» TASK ITEM
Gather all lines in the records below that include the word "unit".

» SOURCE DATA
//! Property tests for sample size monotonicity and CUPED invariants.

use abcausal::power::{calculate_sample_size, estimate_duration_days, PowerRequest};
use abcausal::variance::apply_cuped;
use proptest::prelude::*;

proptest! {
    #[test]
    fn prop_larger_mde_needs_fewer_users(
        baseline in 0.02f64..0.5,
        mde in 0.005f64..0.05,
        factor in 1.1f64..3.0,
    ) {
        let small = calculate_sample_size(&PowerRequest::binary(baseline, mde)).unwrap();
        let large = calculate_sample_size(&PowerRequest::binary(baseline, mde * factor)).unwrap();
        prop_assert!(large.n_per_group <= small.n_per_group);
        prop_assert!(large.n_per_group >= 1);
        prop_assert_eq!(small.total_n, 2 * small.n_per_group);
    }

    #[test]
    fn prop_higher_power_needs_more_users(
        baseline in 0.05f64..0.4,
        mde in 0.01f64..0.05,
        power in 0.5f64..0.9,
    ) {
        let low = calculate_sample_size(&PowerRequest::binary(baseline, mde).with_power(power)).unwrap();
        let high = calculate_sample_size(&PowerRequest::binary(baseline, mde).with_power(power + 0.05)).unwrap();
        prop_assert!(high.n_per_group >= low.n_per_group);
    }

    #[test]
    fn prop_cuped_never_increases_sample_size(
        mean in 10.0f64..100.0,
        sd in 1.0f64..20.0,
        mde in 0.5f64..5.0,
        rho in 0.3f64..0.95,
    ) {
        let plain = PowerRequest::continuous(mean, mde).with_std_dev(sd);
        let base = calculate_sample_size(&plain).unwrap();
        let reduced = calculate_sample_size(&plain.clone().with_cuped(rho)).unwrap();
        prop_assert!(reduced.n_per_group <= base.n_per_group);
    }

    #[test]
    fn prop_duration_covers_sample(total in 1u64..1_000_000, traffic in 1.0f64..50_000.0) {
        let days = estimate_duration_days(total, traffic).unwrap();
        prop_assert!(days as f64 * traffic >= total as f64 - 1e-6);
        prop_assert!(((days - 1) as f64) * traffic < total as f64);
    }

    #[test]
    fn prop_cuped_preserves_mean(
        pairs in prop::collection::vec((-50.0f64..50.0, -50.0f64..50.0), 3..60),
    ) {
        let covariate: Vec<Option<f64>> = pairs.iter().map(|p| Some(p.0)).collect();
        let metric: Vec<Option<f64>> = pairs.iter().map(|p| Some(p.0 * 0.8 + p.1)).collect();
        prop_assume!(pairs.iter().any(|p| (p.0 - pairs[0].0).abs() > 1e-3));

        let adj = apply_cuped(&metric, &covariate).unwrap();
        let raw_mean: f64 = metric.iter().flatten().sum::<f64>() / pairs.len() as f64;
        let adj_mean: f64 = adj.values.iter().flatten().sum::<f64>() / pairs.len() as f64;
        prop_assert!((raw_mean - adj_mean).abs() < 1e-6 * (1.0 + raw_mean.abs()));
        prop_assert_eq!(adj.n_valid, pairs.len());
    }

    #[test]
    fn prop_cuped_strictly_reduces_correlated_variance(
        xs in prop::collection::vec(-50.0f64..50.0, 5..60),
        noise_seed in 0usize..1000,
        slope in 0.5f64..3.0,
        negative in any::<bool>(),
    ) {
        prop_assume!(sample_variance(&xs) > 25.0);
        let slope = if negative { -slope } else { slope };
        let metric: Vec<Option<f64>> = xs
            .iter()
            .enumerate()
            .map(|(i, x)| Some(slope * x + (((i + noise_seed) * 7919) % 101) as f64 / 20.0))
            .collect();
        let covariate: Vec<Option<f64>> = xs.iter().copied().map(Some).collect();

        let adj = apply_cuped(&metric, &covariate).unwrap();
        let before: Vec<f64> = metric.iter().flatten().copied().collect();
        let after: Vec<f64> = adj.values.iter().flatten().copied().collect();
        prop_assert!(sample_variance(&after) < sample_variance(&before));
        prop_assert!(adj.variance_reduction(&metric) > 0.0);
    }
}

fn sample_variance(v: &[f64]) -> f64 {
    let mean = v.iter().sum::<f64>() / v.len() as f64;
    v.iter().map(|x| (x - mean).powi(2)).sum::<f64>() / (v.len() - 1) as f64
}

--

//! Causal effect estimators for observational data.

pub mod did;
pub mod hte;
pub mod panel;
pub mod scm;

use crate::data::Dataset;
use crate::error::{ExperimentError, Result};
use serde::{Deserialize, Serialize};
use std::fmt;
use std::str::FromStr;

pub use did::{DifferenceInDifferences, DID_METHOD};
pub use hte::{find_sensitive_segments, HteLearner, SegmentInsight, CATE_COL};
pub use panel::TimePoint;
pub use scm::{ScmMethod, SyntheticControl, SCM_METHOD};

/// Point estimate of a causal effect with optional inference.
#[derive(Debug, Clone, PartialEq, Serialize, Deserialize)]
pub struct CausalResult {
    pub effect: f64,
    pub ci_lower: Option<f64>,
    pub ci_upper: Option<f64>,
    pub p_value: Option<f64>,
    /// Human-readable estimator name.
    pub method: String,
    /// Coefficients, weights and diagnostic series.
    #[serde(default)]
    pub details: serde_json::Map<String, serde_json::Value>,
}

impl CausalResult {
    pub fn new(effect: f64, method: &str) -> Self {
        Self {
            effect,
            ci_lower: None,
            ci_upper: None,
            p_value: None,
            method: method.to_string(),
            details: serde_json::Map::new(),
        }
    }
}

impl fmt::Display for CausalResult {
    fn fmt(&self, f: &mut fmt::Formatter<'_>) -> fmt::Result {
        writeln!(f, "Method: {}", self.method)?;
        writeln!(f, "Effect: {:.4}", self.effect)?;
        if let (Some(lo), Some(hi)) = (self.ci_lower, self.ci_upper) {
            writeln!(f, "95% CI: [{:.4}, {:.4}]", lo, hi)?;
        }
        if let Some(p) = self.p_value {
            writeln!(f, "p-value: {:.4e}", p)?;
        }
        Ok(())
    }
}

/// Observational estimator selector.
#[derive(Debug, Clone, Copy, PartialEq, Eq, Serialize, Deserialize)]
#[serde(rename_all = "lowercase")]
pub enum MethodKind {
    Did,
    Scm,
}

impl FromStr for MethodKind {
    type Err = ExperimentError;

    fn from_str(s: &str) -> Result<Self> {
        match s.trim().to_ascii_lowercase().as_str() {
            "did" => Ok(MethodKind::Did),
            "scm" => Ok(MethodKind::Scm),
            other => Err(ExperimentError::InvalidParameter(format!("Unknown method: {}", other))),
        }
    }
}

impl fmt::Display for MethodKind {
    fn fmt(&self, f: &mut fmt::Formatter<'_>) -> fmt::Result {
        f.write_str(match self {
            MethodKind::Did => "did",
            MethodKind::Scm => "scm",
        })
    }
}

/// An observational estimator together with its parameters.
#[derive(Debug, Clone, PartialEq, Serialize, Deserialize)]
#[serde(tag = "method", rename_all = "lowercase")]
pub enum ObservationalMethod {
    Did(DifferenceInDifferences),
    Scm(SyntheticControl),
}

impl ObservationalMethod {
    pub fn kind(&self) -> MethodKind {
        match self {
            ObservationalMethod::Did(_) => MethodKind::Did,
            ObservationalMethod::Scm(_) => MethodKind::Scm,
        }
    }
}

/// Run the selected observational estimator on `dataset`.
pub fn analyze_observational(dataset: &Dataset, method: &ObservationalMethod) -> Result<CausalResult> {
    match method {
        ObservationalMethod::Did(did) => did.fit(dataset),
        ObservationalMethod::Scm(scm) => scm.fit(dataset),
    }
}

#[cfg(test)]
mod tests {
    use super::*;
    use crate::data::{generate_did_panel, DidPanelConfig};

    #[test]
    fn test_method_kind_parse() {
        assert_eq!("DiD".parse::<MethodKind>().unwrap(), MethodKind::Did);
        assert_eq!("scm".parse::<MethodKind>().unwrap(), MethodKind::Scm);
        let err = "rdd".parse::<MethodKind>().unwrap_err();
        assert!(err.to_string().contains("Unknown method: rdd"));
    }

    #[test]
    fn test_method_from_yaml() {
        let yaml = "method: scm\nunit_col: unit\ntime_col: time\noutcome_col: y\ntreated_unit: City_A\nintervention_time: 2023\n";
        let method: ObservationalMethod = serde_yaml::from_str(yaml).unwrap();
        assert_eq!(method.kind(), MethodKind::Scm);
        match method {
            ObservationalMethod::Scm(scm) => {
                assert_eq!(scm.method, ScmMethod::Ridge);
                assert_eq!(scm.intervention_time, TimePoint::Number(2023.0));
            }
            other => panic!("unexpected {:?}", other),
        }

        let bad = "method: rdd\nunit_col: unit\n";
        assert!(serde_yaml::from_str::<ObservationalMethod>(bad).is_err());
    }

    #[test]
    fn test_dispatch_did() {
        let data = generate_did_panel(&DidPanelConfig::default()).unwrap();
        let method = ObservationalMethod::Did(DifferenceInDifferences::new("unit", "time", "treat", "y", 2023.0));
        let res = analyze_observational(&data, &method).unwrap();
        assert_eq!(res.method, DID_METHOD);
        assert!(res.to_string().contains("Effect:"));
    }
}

---

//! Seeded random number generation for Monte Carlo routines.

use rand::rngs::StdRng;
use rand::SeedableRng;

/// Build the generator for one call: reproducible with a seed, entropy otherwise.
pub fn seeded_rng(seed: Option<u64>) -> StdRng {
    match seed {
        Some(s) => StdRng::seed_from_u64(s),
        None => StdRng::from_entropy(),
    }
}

» ANSWER TO THIS TASK
        let yaml = "method: scm\nunit_col: unit\ntime_col: time\noutcome_col: y\ntreated_unit: City_A\nintervention_time: 2023\n";
        let bad = "method: rdd\nunit_col: unit\n";
        let method = ObservationalMethod::Did(DifferenceInDifferences::new("unit", "time", "treat", "y", 2023.0));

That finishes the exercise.